WHAT THIS TASK INVOLVES:
The records that follow must all be duplicated exactly.

Start of SUPPLIED DATA

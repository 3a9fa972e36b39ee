use crate::config::MetricsConfig;
use anyhow::{Context, Result};
use regex::Regex;
use std::path::{Path, PathBuf};

/// Used when the results file name carries no `YYYYMMDD-HHMM` stamp
pub const UNKNOWN_TIMESTAMP: &str = "unknown";

/// Run metadata derived from the results file name only
#[derive(Debug, Clone, PartialEq)]
pub struct RunInfo {
    /// Base name of the results file
    pub input_file: String,
    pub timestamp: String,
    pub suffix: String,
    /// Where the metrics report is written
    pub output_path: PathBuf,
}

impl RunInfo {
    pub fn from_results_path(results_path: &Path, config: &MetricsConfig) -> Result<Self> {
        let input_file = results_path
            .file_name()
            .map(|name| name.to_string_lossy().into_owned())
            .with_context(|| format!("Results path has no file name: {}", results_path.display()))?;

        let timestamp = extract_timestamp(&input_file)?;
        let suffix = derive_suffix(&input_file, config).to_string();
        let file_name = format!("{}{}{}.json", config.output_prefix, timestamp, suffix);
        let output_path = results_path
            .parent()
            .unwrap_or_else(|| Path::new(""))
            .join(file_name);

        Ok(Self {
            input_file,
            timestamp,
            suffix,
            output_path,
        })
    }
}

/// First `8 digits - 4 digits` run in the file name, or "unknown"
pub fn extract_timestamp(file_name: &str) -> Result<String> {
    let pattern = Regex::new(r"(\d{8}-\d{4})").context("failed to compile timestamp regex")?;

    Ok(pattern
        .captures(file_name)
        .and_then(|caps| caps.get(1))
        .map(|m| m.as_str().to_string())
        .unwrap_or_else(|| UNKNOWN_TIMESTAMP.to_string()))
}

/// Suffix of the first configured marker found in the file name
pub fn derive_suffix<'a>(file_name: &str, config: &'a MetricsConfig) -> &'a str {
    config
        .suffix_markers
        .iter()
        .find(|m| file_name.contains(&m.marker))
        .map(|m| m.suffix.as_str())
        .unwrap_or("")
}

End of SUPPLIED DATA

TASK OUTPUT:
repository 3a9fa972e36b39ee
use crate::config::MetricsConfig;
use anyhow::{Context, Result};
use regex::Regex;
use std::path::{Path, PathBuf};

/// Used when the results file name carries no `YYYYMMDD-HHMM` stamp
pub const UNKNOWN_TIMESTAMP: &str = "unknown";

/// Run metadata derived from the results file name only
#[derive(Debug, Clone, PartialEq)]
pub struct RunInfo {
    /// Base name of the results file
    pub input_file: String,
    pub timestamp: String,
    pub suffix: String,
    /// Where the metrics report is written
    pub output_path: PathBuf,
}

impl RunInfo {
    pub fn from_results_path(results_path: &Path, config: &MetricsConfig) -> Result<Self> {
        let input_file = results_path
            .file_name()
            .map(|name| name.to_string_lossy().into_owned())
            .with_context(|| format!("Results path has no file name: {}", results_path.display()))?;

        let timestamp = extract_timestamp(&input_file)?;
        let suffix = derive_suffix(&input_file, config).to_string();
        let file_name = format!("{}{}{}.json", config.output_prefix, timestamp, suffix);
        let output_path = results_path
            .parent()
            .unwrap_or_else(|| Path::new(""))
            .join(file_name);

        Ok(Self {
            input_file,
            timestamp,
            suffix,
            output_path,
        })
    }
}

/// First `8 digits - 4 digits` run in the file name, or "unknown"
pub fn extract_timestamp(file_name: &str) -> Result<String> {
    let pattern = Regex::new(r"(\d{8}-\d{4})").context("failed to compile timestamp regex")?;

    Ok(pattern
        .captures(file_name)
        .and_then(|caps| caps.get(1))
        .map(|m| m.as_str().to_string())
        .unwrap_or_else(|| UNKNOWN_TIMESTAMP.to_string()))
}

/// Suffix of the first configured marker found in the file name
pub fn derive_suffix<'a>(file_name: &str, config: &'a MetricsConfig) -> &'a str {
    config
        .suffix_markers
        .iter()
        .find(|m| file_name.contains(&m.marker))
        .map(|m| m.suffix.as_str())
        .unwrap_or("")
}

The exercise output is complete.